Task brief:
Copies of all lines containing the string "filter" are needed from the data below.

Exercise data:
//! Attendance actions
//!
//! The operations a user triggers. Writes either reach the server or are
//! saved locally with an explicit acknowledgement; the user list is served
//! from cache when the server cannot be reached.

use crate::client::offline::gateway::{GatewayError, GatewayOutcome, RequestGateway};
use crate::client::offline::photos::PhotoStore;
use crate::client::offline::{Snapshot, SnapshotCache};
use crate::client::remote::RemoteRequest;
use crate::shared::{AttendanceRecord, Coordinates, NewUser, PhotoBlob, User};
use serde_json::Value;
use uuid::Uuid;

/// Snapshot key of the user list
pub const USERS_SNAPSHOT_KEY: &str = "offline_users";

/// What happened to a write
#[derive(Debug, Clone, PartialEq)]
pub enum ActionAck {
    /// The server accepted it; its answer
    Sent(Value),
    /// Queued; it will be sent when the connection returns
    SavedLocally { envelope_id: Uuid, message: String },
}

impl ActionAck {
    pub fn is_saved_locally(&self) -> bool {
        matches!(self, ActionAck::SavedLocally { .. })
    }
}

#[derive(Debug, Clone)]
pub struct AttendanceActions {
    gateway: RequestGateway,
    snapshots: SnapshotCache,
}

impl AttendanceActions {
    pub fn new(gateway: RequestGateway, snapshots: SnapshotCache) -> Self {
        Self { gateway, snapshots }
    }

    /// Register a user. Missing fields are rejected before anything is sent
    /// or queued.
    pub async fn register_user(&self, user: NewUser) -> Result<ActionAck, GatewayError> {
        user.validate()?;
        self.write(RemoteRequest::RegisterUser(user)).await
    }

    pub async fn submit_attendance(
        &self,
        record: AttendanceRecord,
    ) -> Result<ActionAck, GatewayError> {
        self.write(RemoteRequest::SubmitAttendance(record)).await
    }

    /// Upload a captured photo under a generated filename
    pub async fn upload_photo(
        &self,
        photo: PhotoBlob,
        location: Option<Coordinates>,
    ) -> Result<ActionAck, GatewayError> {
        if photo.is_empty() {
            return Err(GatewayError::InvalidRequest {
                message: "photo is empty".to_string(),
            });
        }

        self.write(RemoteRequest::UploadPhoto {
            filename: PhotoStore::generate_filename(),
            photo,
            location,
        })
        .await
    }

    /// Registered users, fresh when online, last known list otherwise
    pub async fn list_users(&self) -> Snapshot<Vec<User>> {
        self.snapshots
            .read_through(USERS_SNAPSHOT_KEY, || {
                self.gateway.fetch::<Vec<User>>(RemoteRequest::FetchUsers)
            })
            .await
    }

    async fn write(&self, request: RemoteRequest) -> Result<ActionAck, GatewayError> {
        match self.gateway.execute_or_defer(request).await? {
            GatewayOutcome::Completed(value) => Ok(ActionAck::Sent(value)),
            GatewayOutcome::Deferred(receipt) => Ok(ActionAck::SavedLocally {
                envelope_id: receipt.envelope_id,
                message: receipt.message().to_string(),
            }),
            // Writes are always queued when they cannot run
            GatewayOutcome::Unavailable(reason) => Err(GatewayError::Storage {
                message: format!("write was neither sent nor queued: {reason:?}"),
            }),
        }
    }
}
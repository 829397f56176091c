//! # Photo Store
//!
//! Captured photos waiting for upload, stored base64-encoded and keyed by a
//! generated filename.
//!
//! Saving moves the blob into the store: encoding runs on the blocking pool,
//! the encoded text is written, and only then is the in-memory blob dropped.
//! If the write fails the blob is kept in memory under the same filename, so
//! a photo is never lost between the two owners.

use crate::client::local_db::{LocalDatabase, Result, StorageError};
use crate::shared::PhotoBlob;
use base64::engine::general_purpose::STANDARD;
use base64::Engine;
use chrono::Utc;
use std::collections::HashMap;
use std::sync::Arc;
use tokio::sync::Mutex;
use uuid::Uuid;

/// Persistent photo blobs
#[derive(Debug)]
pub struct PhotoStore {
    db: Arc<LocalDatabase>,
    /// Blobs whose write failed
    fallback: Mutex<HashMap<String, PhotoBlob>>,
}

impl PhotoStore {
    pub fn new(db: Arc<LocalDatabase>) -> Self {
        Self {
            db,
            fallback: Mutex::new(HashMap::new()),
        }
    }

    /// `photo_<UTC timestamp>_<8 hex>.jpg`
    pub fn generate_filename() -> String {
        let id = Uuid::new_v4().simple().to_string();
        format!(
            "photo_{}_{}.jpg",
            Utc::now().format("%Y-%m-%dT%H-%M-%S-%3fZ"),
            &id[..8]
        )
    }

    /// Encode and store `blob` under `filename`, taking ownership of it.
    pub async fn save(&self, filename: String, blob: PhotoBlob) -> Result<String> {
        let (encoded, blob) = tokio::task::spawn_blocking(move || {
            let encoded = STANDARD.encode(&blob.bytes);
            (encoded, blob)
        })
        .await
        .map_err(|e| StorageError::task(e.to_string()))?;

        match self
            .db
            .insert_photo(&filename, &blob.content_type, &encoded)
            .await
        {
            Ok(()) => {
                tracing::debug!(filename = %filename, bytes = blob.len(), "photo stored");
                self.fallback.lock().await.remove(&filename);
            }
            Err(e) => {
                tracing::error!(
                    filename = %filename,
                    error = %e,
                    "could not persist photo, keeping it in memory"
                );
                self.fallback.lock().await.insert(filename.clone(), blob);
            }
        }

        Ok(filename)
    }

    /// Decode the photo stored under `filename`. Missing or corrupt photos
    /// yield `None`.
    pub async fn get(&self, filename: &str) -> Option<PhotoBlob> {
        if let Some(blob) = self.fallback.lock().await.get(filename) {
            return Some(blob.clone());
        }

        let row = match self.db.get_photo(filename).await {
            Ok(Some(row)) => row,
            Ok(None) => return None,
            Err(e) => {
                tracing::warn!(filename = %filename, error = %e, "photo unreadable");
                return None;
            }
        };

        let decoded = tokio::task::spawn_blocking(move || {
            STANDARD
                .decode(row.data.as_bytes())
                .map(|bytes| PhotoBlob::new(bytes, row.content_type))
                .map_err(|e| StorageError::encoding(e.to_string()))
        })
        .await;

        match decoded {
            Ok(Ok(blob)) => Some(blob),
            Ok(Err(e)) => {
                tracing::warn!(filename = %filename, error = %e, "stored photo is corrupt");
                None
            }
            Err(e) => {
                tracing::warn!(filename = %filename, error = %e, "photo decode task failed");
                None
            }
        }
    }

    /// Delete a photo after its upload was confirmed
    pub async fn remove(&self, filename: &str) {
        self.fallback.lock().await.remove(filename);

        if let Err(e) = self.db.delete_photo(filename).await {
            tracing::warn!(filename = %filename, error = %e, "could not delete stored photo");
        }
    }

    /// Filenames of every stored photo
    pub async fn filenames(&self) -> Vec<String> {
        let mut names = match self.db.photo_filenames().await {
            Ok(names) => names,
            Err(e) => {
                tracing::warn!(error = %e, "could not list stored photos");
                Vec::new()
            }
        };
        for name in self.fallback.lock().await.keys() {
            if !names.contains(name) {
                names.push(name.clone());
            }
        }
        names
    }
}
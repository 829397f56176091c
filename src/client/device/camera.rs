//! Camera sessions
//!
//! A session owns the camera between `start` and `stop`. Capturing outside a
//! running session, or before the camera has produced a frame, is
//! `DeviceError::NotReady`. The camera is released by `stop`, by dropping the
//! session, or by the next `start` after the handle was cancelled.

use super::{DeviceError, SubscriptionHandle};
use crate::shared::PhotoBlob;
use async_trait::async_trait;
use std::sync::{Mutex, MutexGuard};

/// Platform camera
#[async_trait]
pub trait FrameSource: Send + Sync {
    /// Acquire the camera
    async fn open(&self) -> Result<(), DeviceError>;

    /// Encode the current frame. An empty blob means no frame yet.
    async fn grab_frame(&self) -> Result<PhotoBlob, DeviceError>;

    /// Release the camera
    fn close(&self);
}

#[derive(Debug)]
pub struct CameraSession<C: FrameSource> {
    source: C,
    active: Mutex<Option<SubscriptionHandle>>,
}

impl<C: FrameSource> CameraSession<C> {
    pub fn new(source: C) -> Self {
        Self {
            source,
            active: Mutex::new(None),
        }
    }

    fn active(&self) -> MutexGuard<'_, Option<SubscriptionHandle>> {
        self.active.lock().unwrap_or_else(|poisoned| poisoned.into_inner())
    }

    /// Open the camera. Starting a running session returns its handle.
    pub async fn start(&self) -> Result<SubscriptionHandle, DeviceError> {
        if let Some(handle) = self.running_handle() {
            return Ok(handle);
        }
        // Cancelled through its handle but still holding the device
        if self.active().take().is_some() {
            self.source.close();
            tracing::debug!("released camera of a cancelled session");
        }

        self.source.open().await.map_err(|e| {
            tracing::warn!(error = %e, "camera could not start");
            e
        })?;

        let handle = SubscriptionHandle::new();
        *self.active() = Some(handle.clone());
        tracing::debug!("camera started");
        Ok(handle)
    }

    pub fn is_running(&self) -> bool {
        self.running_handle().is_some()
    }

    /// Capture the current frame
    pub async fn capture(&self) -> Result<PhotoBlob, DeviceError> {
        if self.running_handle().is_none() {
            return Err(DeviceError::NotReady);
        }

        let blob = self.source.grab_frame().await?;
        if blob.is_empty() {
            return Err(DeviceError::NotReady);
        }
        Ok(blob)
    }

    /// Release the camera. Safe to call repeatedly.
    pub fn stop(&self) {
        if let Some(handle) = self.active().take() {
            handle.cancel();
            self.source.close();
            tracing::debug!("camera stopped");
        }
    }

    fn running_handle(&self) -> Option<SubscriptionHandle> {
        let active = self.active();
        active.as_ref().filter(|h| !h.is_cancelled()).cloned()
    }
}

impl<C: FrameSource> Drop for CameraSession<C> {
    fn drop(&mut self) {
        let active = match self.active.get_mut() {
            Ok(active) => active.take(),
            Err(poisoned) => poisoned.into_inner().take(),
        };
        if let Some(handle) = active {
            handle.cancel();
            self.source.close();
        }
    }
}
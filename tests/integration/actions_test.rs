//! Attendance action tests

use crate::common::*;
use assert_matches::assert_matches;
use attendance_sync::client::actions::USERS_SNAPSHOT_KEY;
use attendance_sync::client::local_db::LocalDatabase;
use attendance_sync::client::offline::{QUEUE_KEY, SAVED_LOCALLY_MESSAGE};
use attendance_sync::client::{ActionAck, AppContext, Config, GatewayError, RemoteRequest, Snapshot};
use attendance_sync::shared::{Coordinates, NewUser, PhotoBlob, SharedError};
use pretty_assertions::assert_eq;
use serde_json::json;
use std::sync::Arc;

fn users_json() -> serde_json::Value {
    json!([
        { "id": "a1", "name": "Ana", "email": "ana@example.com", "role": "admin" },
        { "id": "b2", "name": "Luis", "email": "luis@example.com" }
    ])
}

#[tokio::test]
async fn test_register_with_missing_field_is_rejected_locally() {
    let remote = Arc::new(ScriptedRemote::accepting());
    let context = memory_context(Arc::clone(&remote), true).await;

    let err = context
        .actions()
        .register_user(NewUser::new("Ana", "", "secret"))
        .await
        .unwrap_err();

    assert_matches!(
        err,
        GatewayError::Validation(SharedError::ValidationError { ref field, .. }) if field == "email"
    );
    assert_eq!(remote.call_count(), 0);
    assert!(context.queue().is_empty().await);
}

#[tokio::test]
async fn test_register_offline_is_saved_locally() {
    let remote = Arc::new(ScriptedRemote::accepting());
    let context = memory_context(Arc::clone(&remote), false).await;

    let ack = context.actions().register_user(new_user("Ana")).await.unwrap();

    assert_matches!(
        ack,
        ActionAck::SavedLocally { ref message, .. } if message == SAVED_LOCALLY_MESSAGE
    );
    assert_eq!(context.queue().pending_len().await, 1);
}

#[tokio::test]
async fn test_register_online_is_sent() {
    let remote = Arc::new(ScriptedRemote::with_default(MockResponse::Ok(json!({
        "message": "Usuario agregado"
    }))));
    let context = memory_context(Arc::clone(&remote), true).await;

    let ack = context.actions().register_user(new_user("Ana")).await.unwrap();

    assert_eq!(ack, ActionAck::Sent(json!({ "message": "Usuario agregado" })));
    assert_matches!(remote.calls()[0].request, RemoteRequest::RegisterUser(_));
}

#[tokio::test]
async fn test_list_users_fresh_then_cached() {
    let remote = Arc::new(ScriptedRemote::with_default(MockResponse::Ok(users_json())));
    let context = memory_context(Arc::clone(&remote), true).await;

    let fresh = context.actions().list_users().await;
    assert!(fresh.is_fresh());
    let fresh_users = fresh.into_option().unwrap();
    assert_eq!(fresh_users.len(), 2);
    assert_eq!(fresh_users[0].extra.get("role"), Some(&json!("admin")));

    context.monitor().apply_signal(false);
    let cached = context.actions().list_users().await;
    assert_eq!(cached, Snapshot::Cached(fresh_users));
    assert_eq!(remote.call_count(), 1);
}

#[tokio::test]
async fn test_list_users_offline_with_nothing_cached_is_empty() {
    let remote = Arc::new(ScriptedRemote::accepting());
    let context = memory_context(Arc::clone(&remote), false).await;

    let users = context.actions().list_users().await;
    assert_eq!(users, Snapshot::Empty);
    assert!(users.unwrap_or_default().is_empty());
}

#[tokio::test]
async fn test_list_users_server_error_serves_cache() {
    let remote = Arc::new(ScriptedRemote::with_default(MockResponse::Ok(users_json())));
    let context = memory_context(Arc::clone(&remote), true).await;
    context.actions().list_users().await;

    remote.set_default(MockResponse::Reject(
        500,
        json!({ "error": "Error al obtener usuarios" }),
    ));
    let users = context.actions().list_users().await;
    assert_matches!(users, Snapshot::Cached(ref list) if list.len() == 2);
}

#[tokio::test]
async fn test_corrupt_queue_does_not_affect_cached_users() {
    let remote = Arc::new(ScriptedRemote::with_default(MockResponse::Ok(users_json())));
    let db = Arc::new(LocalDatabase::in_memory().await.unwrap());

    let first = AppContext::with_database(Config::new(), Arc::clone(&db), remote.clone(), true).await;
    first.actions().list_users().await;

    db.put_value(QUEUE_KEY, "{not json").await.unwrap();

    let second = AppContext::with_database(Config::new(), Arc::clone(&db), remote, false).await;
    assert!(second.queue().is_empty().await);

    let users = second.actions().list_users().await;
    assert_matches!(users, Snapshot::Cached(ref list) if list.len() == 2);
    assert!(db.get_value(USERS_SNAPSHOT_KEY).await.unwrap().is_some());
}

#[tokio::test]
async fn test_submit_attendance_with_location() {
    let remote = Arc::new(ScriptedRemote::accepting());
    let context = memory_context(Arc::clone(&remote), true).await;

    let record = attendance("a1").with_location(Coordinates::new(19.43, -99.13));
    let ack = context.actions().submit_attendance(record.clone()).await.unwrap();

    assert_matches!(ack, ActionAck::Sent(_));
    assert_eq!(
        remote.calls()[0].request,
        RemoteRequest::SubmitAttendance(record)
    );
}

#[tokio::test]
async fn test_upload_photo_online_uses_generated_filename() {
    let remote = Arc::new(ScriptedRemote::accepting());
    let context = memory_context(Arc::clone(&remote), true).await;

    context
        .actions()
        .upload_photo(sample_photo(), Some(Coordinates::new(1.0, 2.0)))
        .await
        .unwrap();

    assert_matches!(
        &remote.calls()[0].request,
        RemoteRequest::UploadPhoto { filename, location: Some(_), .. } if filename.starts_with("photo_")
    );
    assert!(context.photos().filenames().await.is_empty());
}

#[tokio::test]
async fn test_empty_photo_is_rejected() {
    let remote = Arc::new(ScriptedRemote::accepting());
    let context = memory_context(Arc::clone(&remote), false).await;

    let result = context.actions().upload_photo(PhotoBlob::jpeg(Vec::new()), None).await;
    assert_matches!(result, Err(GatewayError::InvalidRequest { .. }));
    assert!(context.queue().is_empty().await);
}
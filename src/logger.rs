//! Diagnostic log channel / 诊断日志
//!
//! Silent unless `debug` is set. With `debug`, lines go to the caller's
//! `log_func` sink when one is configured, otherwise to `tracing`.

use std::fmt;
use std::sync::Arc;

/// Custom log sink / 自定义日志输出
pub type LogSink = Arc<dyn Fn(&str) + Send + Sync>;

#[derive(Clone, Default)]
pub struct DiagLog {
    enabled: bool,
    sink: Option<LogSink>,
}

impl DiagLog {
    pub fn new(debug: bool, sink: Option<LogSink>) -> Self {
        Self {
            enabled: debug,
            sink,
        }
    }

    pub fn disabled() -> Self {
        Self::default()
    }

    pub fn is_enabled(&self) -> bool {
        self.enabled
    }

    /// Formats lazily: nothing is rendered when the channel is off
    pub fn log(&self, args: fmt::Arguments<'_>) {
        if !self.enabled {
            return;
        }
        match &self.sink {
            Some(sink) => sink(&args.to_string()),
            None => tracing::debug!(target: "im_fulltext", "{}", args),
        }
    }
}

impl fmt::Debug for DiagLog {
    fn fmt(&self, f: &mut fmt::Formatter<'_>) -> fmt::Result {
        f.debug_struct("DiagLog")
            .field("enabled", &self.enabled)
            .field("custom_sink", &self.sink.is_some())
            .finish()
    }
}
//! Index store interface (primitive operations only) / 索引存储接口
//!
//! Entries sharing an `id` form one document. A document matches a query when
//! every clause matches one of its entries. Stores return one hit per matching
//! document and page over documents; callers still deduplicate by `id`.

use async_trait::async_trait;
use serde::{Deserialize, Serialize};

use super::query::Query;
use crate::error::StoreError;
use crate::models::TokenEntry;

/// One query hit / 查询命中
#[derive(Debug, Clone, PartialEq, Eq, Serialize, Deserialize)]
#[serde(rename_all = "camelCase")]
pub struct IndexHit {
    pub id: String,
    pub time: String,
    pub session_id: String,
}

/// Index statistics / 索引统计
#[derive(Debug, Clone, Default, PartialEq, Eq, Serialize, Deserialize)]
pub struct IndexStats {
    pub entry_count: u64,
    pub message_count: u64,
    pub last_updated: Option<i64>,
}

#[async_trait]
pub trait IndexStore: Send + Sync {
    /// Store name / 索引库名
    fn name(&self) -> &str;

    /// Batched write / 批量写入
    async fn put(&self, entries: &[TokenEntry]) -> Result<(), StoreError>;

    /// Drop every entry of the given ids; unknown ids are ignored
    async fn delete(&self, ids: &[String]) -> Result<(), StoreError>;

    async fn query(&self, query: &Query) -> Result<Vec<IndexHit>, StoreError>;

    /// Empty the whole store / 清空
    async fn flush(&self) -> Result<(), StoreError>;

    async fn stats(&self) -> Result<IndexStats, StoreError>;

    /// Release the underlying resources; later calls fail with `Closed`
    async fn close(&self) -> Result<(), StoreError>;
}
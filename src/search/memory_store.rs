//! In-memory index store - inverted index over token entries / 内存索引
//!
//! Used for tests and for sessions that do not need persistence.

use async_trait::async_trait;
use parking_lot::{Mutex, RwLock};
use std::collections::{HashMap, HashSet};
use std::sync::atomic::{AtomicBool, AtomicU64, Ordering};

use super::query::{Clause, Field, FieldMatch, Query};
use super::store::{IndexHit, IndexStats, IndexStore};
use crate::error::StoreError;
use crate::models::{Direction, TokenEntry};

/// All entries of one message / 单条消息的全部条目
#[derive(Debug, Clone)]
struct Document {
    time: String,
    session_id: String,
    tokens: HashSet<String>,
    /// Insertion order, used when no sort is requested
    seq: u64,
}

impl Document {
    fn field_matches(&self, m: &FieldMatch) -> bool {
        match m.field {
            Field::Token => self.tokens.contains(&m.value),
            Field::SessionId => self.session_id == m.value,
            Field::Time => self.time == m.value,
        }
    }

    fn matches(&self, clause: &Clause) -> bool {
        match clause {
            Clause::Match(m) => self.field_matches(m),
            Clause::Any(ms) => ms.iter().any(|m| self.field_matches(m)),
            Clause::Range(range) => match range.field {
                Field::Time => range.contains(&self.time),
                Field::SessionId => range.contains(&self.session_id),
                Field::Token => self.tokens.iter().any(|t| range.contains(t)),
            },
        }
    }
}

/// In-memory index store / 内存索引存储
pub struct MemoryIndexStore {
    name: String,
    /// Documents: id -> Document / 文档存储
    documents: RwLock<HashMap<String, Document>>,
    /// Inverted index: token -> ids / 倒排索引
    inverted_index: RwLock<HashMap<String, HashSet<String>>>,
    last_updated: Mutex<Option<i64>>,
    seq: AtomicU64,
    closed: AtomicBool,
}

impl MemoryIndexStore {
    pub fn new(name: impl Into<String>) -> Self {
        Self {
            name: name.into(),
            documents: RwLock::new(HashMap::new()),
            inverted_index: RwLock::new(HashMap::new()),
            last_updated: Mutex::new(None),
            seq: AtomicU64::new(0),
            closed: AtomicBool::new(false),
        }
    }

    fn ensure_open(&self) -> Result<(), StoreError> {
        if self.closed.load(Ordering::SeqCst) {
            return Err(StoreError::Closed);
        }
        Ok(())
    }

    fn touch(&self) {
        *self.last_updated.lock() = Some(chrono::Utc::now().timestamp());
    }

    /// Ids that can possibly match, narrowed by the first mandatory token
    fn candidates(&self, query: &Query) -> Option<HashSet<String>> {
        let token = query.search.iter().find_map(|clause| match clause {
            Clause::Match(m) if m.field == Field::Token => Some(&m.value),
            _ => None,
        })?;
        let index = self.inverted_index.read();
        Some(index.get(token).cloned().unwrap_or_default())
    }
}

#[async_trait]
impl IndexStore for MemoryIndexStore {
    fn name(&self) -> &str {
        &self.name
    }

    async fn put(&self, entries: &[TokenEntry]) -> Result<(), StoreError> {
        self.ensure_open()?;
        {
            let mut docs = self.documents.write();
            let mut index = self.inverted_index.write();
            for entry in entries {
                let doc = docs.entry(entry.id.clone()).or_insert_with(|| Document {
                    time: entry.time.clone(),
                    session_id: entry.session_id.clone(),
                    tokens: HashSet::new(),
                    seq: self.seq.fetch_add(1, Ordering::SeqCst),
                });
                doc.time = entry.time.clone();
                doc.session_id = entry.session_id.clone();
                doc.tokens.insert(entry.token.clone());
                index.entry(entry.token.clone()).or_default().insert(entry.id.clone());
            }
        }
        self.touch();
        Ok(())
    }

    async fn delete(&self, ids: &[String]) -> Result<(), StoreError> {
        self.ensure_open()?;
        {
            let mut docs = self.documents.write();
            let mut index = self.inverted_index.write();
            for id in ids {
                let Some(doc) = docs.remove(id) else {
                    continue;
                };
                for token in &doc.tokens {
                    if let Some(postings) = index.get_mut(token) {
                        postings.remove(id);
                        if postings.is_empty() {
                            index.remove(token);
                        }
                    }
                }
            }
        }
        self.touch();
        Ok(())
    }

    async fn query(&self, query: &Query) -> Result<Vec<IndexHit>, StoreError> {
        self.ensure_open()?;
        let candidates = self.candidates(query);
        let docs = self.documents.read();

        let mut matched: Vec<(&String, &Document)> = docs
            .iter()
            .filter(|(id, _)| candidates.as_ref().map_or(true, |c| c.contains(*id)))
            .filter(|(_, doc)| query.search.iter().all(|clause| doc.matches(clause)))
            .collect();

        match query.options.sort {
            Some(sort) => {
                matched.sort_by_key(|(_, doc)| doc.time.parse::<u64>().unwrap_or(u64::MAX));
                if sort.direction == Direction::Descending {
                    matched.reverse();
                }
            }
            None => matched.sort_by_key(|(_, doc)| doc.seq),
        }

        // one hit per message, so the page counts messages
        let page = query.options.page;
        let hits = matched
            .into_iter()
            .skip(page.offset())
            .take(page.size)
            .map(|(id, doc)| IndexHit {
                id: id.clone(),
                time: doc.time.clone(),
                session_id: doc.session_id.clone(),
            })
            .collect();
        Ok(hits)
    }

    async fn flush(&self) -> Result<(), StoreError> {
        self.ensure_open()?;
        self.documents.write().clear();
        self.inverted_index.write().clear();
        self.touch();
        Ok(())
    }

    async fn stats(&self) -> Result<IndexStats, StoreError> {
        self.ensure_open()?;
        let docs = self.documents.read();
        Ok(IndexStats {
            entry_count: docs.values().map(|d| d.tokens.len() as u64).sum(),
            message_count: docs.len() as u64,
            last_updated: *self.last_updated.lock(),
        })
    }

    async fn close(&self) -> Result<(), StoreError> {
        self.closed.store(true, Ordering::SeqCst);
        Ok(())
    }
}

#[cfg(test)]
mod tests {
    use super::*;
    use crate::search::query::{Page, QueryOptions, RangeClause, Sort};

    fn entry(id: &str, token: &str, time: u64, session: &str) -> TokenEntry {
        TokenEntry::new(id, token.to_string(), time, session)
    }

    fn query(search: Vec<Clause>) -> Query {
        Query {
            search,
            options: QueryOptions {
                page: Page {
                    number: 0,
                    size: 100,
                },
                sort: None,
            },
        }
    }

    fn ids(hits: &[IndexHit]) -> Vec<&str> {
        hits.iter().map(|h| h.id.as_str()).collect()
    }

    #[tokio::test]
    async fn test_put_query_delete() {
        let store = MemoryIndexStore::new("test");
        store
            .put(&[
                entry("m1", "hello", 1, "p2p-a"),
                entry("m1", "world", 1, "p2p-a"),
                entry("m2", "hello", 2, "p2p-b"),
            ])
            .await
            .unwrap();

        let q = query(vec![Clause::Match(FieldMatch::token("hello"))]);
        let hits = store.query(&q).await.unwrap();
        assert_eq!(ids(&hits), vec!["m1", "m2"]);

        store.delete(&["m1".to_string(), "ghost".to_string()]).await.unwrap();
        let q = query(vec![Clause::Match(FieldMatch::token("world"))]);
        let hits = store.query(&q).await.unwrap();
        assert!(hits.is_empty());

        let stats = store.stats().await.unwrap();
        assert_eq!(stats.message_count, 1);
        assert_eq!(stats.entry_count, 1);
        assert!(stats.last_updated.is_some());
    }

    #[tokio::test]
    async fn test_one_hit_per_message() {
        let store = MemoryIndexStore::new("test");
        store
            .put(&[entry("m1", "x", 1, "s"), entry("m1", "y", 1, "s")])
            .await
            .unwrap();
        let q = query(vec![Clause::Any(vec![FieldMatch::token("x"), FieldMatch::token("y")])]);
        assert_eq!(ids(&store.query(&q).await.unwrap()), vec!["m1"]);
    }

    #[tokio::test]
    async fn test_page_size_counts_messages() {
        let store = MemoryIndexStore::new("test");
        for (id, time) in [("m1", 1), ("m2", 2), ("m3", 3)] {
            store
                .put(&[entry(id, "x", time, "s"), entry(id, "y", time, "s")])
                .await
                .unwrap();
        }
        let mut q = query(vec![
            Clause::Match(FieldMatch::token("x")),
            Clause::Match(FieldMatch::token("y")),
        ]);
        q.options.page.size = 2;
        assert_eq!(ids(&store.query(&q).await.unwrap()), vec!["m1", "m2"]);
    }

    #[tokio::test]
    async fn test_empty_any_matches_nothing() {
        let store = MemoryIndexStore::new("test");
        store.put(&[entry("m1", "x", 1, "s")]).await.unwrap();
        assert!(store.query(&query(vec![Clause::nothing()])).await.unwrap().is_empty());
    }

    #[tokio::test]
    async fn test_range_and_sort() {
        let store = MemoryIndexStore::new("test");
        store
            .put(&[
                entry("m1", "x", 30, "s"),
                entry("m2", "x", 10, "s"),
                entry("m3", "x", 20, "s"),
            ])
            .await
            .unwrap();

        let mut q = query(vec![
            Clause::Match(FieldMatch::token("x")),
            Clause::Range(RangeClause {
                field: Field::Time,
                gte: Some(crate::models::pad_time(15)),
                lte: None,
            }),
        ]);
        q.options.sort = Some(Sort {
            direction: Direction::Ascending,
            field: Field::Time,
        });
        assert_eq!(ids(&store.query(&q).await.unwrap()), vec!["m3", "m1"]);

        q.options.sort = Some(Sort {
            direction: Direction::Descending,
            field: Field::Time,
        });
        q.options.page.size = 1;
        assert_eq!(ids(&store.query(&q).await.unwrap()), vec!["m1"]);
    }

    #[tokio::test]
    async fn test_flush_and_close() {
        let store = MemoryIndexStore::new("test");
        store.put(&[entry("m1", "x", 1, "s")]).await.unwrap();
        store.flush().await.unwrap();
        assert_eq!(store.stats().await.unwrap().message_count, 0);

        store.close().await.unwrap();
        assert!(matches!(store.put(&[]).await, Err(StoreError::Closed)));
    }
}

Solution to this exercise:
        active.as_ref().filter(|h| !h.is_cancelled()).cloned()
            .filter(|(id, _)| candidates.as_ref().map_or(true, |c| c.contains(*id)))
            .filter(|(_, doc)| query.search.iter().all(|clause| doc.matches(clause)))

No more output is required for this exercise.